Items listed in a dataset:
-----

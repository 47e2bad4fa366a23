/// Monitored-city registry.
///
/// The fixed set of cities whose air quality and weather this service
/// reports. The per-city provider calls are parameterized by these
/// coordinates; the fallback tables in `fallback::tables` are keyed by the
/// `name` field, so the two must stay in sync.

/// Metadata for a single monitored city.
pub struct City {
    pub name: &'static str,
    /// ISO-style country code used in the display layer.
    pub country: &'static str,
    /// State/region abbreviation, set for Brazilian cities only.
    pub state: Option<&'static str>,
    pub latitude: f64,
    pub longitude: f64,
}

/// All monitored cities: the five largest Brazilian metros first, then a
/// spread of world cities across continents and hemispheres.
#[rustfmt::skip]
pub static CITY_REGISTRY: &[City] = &[
    City { name: "São Paulo", country: "BR", state: Some("SP"), latitude: -23.5505, longitude: -46.6333 },
    City { name: "Rio de Janeiro", country: "BR", state: Some("RJ"), latitude: -22.9068, longitude: -43.1729 },
    City { name: "Belo Horizonte", country: "BR", state: Some("MG"), latitude: -19.9166, longitude: -43.9344 },
    City { name: "Brasília", country: "BR", state: Some("DF"), latitude: -15.8267, longitude: -47.9218 },
    City { name: "Porto Alegre", country: "BR", state: Some("RS"), latitude: -30.0346, longitude: -51.2177 },
    City { name: "New York", country: "US", state: None, latitude: 40.7128, longitude: -74.0060 },
    City { name: "London", country: "UK", state: None, latitude: 51.5074, longitude: -0.1278 },
    City { name: "Tokyo", country: "JP", state: None, latitude: 35.6895, longitude: 139.6917 },
    City { name: "Paris", country: "FR", state: None, latitude: 48.8566, longitude: 2.3522 },
    City { name: "Beijing", country: "CN", state: None, latitude: 39.9042, longitude: 116.4074 },
    City { name: "Sydney", country: "AU", state: None, latitude: -33.8688, longitude: 151.2093 },
    City { name: "Moscow", country: "RU", state: None, latitude: 55.7558, longitude: 37.6176 },
    City { name: "Mumbai", country: "IN", state: None, latitude: 19.0760, longitude: 72.8777 },
    City { name: "Cape Town", country: "ZA", state: None, latitude: -33.9249, longitude: 18.4241 },
    City { name: "Toronto", country: "CA", state: None, latitude: 43.6511, longitude: -79.3470 },
];

/// Looks up a city by name. Returns `None` if not monitored.
pub fn find_city(name: &str) -> Option<&'static City> {
    CITY_REGISTRY.iter().find(|c| c.name == name)
}

// ---------------------------------------------------------------------------
// Tests
// ---------------------------------------------------------------------------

-----

The problem:
Given the data above, which lines hold the string "Option"? Return them.

The completed task:
    pub state: Option<&'static str>,
pub fn find_city(name: &str) -> Option<&'static City> {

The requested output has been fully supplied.